The premise of this thinking, is that our salvation is ultimately determined by what we do and that God will ultimately judge us based on how the scale reads at the end of our life. God’s Message, however, reveals a completely different picture.

Jesus said that the little bit of bad we do is like yeast in bread dough. It’s the smallest of ingredients, yet it taints the entire loaf. Once the yeast is in the dough you can’t reverse its effect. In the same way, even the “little white lies” that we tell, like Ananias and Sapphira in today’s chapter, taint our entire soul. There is no amount of good that we can do to negate and purify us from the effects of the bad that we have done. Salvation is not determined by what we do because no amount of effort can eradicate it from our hearts and lives. Sin is a lethal, spiritual super virus. Once it’s in our system (and it’s in all of us) there is no regimen, no matter how rigorous, that can flush it out.

Chapter-a-Day Leviticus 2

Gold Medal Flour at Dot's Cafe
Image by ChicagoGeek via Flickr

When you present a Grain-Offering of oven-baked loaves, use fine flour, mixed with oil but no yeast. Or present wafers made without yeast and spread with oil. Leviticus 2:4 (MSG)

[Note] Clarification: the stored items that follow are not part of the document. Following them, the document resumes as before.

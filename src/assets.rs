//! Static files written next to the generated pages.
//!
//! The stylesheet, client script and menu icons are embedded at compile time
//! and written on every build. A user asset directory (`assets/` by default)
//! in the source root is copied as-is into the output root, so documents can
//! reference `logo.svg` for `assets/logo.svg`.

use std::fs;
use std::path::{Path, PathBuf};
use thiserror::Error;
use walkdir::WalkDir;

#[derive(Error, Debug)]
pub enum AssetError {
    #[error("cannot write {}: {source}", .path.display())]
    Io {
        path: PathBuf,
        source: std::io::Error,
    },
    #[error("cannot walk asset directory: {0}")]
    Walk(#[from] walkdir::Error),
}

/// Embedded files as `(path relative to the output root, contents)`.
pub const EMBEDDED: &[(&str, &str)] = &[
    ("css/style.css", include_str!("../static/css/style.css")),
    (
        "css/images/menu-white.svg",
        include_str!("../static/css/images/menu-white.svg"),
    ),
    (
        "css/images/close-black.svg",
        include_str!("../static/css/images/close-black.svg"),
    ),
    (
        "css/images/search-black.svg",
        include_str!("../static/css/images/search-black.svg"),
    ),
    ("js/scripts.js", include_str!("../static/js/scripts.js")),
];

/// Files ignored when copying user assets.
const IGNORED_FILES: &[&str] = &[".DS_Store"];

/// Write the embedded files under `target`. Returns the paths written.
pub fn write_embedded(target: &Path) -> Result<Vec<PathBuf>, AssetError> {
    EMBEDDED
        .iter()
        .map(|(relative, contents)| -> Result<PathBuf, AssetError> {
            let path = target.join(relative);
            write_file(&path, contents.as_bytes())?;
            Ok(path)
        })
        .collect()
}

/// Copy every file below `source` into `target`, keeping relative paths.
///
/// A missing `source` is not an error; there is just nothing to copy.
pub fn copy_user_assets(source: &Path, target: &Path) -> Result<Vec<PathBuf>, AssetError> {
    if !source.is_dir() {
        return Ok(Vec::new());
    }
    let mut copied = Vec::new();
    for entry in WalkDir::new(source).sort_by_file_name() {
        let entry = entry?;
        if !entry.file_type().is_file() {
            continue;
        }
        let name = entry.file_name().to_string_lossy();
        if IGNORED_FILES.iter().any(|ignored| *ignored == name) {
            continue;
        }
        let Ok(relative) = entry.path().strip_prefix(source) else {
            continue;
        };
        let dest = target.join(relative);
        if let Some(parent) = dest.parent() {
            create_dir(parent)?;
        }
        fs::copy(entry.path(), &dest).map_err(|source| AssetError::Io {
            path: dest.clone(),
            source,
        })?;
        tracing::debug!(path = %dest.display(), "copied asset");
        copied.push(dest);
    }
    Ok(copied)
}

fn create_dir(dir: &Path) -> Result<(), AssetError> {
    fs::create_dir_all(dir).map_err(|source| AssetError::Io {
        path: dir.to_path_buf(),
        source,
    })
}

fn write_file(path: &Path, contents: &[u8]) -> Result<(), AssetError> {
    if let Some(parent) = path.parent() {
        create_dir(parent)?;
    }
    fs::write(path, contents).map_err(|source| AssetError::Io {
        path: path.to_path_buf(),
        source,
    })
}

When my children were still babies, I made a habit of having them close their eyes, bow their heads and hold hands while we thanked God for their food. At bedtime I would read Bible stories and we would act them out together in little bed-top improvisations. On Memorial Day, grandma would pick them up each year to help her plant flowers on the graves of loved ones. These repetitious rituals are word pictures and reminders of thankfulness, offering, obedience, and honor that, hopefully, stick with children as they grown into adolescence and adulthood.

When I read Leviticus I often picture mankind and human society in its infancy. The sacrifices, rules and offerings are ritualistic word pictures prescribed by a Father to his people, who are just a toddler society beginning to understand their place in the world.

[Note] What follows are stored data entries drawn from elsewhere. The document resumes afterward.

//! HTML page rendering.
//!
//! Every page shares the same frame: a header with the menu button, search
//! bar and site title; the sidebar menu; the converted document body next to
//! its table of contents; and the bundled scripts.
//!
//! The sidebar menu is rendered by recursing over the [`DocTree`], so its
//! nesting always matches the source directories:
//!
//! - a directory becomes an `h4.submenu-title` followed by a
//!   `div.d-{depth}.rec-depth` holding its children one level deeper;
//! - a document becomes an `a.menu-item` link to its output file, marked
//!   `active` on its own page;
//! - directories without documents below them are left out entirely.
//!
//! Templates use [maud](https://maud.lambda.xyz/), so titles and heading
//! texts are escaped automatically. Only the converted document body is
//! inserted pre-escaped.

use crate::assemble::{Page, Site};
use crate::config::{SiteConfig, Widget};
use crate::markup::MarkupEngine;
use crate::naming::display_title;
use crate::toc::{TocEntry, table_of_contents};
use crate::tree::{DocTree, NodeId, NodeKind};
use maud::{DOCTYPE, Markup, PreEscaped, html};

/// Site-wide options applied to every page.
#[derive(Debug, Clone)]
pub struct RenderSettings {
    pub site_title: String,
    /// Render the search bar and result panel.
    pub search: bool,
    /// Render the table of contents.
    pub toc: bool,
}

impl RenderSettings {
    pub fn from_config(config: &SiteConfig) -> Self {
        Self {
            site_title: config.site_title.clone(),
            search: !config.is_hidden(Widget::Search),
            toc: !config.is_hidden(Widget::Toc),
        }
    }
}

impl Default for RenderSettings {
    fn default() -> Self {
        Self::from_config(&SiteConfig::default())
    }
}

/// Converted content of one page.
#[derive(Debug, Clone)]
pub struct RenderedPage {
    /// Document body as HTML.
    pub html: String,
    pub toc: Vec<TocEntry>,
    /// Heading texts in document order.
    pub search_terms: Vec<String>,
}

/// Convert a page's markdown into its body, table of contents and search terms.
pub fn convert_page(tree: &DocTree, page: &Page, engine: &dyn MarkupEngine) -> RenderedPage {
    let raw = tree
        .node(page.node)
        .document()
        .map(|d| d.raw.as_str())
        .unwrap_or_default();
    let converted = engine.convert(raw);
    let toc = table_of_contents(&converted.headings, engine);
    RenderedPage {
        html: converted.html,
        toc,
        search_terms: converted.headings.into_iter().map(|h| h.text).collect(),
    }
}

/// Renders the complete HTML document for a page.
pub fn render_page(
    tree: &DocTree,
    site: &Site,
    page: &Page,
    rendered: &RenderedPage,
    settings: &RenderSettings,
) -> Markup {
    html! {
        (DOCTYPE)
        html lang="en" dir="ltr" {
            head {
                meta charset="utf-8";
                meta name="viewport" content="width=device-width, initial-scale=1";
                link rel="stylesheet" href="css/style.css";
                title { (settings.site_title) " | " (page.title) }
            }
            body {
                header {
                    a.push-right.hide-large.menu-btn href="javascript:void(0)" onclick="openSidebarMenu()" {
                        img src="css/images/menu-white.svg" alt="";
                    }
                    @if settings.search {
                        (search_bar())
                    }
                    a.site-title href="index.html" { (settings.site_title) }
                }
                (render_menu(tree, site, Some(page.node)))
                div.main-content {
                    div.markdown-body id="markdown-body" {
                        (PreEscaped(rendered.html.as_str()))
                    }
                    @if settings.search {
                        (search_results())
                    }
                    @if settings.toc {
                        (toc_markup(&rendered.toc))
                    }
                }
                div.overlay.hide-large id="overlayLayer" onclick="closeSidebarMenu()" {}
                script src="js/scripts.js" {}
                script src="js/searchIndex.js" {}
            }
        }
    }
}

/// Renders the sidebar menu with the entry for `active` highlighted.
///
/// Entries are matched by node, not by title: `foo-bar.md` and `foo_bar.md`
/// in one directory share a title but only the current one is active.
pub fn render_menu(tree: &DocTree, site: &Site, active: Option<NodeId>) -> Markup {
    html! {
        nav.sidebar.collapse.animate-left id="menuSidebar" {
            div.text-right {
                a.close-menu.hide-large href="javascript:void(0)" onclick="closeSidebarMenu()" {
                    img src="css/images/close-black.svg" alt="";
                }
            }
            (render_menu_node(tree, site, DocTree::ROOT, active, 0))
            div.filler {}
        }
    }
}

fn render_menu_node(
    tree: &DocTree,
    site: &Site,
    id: NodeId,
    active: Option<NodeId>,
    depth: usize,
) -> Markup {
    let node = tree.node(id);
    match &node.kind {
        NodeKind::Root => html! {
            @for &child in &node.children {
                (render_menu_node(tree, site, child, active, depth))
            }
        },
        _ if !node.content_bearing => html! {},
        NodeKind::Directory { name } => html! {
            h4.submenu-title { (display_title(name)) }
            div class={ "d-" (depth) " rec-depth" } {
                @for &child in &node.children {
                    (render_menu_node(tree, site, child, active, depth + 1))
                }
            }
        },
        NodeKind::Document(_) => match site.page_for(id) {
            Some(page) => {
                let class = if active == Some(id) {
                    format!("menu-item active submenu-item d-{depth}")
                } else {
                    format!("menu-item submenu-item d-{depth}")
                };
                html! {
                    a class=(class) href=(page.output_file_name) { (page.title) }
                }
            }
            None => html! {},
        },
    }
}

fn search_bar() -> Markup {
    html! {
        div.search-container {
            input.search-text type="text" id="search-text" name="search-text" placeholder="Search";
            button.search-btn onclick="javascript:search()" {
                img src="css/images/search-black.svg" alt="";
            }
        }
    }
}

fn search_results() -> Markup {
    html! {
        div.search-result-container id="search-result-container" {
            h2.push-left {
                "Search result for "
                i id="strToSearch" {}
                br;
                small { "Total found: " span id="totFound" {} }
            }
            button.close onclick="closeSearchResult()" { "Close" }
            div.clear {}
            div id="search-result" {}
        }
    }
}

fn toc_markup(entries: &[TocEntry]) -> Markup {
    html! {
        @if !entries.is_empty() {
            div.toc-container id="toc" {
                ul.table-of-contents {
                    @for entry in entries {
                        li class={ "toc-depth-" (entry.depth) } {
                            a href={ "#" (entry.id) } { (entry.text) }
                        }
                    }
                }
            }
        }
    }
}

// ============================================================================
// Tests
// ============================================================================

Today, two things struck me in the word picture of the grain offerings:

First, fine flour was to be used. When we give, to others and especially to God, we should give the best we have. It reminds me of the lyric to David’s song (which we know as Psalm 112) which says “Good will come to him who is generous and lends freely.” Am I giving God and my neighbors the fine stuff or the white elephant stuff on my basement shelf?

Second, the bread offering was not to contain yeast. God uses a word picture out of what was a daily chore at that time: the baking of bread. We bake a lot of bread in our house and the last ingredient you put in to the breadmaker is the yeast. It always amazes me how a little teaspoon of yeast makes such a HUGE difference in the outcome of the bread. That’s why God used it as a word picture for sin. A little sin taints the whole person the way a little yeast taints the whole loaf. You can’t bake a loaf that’s half leavened (with yeast) and half unleavened (without yeast). Once the yeast is added, the entire loaf is tainted. We often want to think of sin as this isolated part of our person. We’re mostly “good” people who have this hidden little sin problem back in our closet. By requiring bread without yeast as an offering, God was telling us “I demand a sinless sacrifice. A pinch of sin affects the whole person, and that’s a problem.”